Material supplied:
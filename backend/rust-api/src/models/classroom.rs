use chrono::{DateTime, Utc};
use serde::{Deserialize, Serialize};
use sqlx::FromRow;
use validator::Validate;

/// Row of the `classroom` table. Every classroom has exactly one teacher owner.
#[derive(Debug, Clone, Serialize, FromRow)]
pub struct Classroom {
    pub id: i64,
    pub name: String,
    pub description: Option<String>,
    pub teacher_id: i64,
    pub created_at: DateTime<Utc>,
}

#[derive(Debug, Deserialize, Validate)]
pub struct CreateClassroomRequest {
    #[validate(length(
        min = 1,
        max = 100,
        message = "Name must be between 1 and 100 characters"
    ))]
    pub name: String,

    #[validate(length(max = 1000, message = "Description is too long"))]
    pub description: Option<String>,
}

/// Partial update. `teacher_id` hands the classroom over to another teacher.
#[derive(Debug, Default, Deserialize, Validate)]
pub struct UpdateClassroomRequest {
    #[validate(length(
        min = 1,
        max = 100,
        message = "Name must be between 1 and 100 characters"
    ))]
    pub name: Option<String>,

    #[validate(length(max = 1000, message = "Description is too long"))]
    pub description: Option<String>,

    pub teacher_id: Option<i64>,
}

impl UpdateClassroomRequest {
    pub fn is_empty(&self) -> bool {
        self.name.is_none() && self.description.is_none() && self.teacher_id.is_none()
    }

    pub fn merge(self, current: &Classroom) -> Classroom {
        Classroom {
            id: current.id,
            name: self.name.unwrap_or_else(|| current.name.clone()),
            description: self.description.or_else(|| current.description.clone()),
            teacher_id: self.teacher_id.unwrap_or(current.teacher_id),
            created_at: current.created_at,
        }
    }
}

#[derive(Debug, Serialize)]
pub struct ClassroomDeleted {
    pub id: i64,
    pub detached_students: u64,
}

Exercise:
Each line that holds the string "struct" is to be copied from the entries above.

Your solution:
pub struct Classroom {
pub struct CreateClassroomRequest {
pub struct UpdateClassroomRequest {
pub struct ClassroomDeleted {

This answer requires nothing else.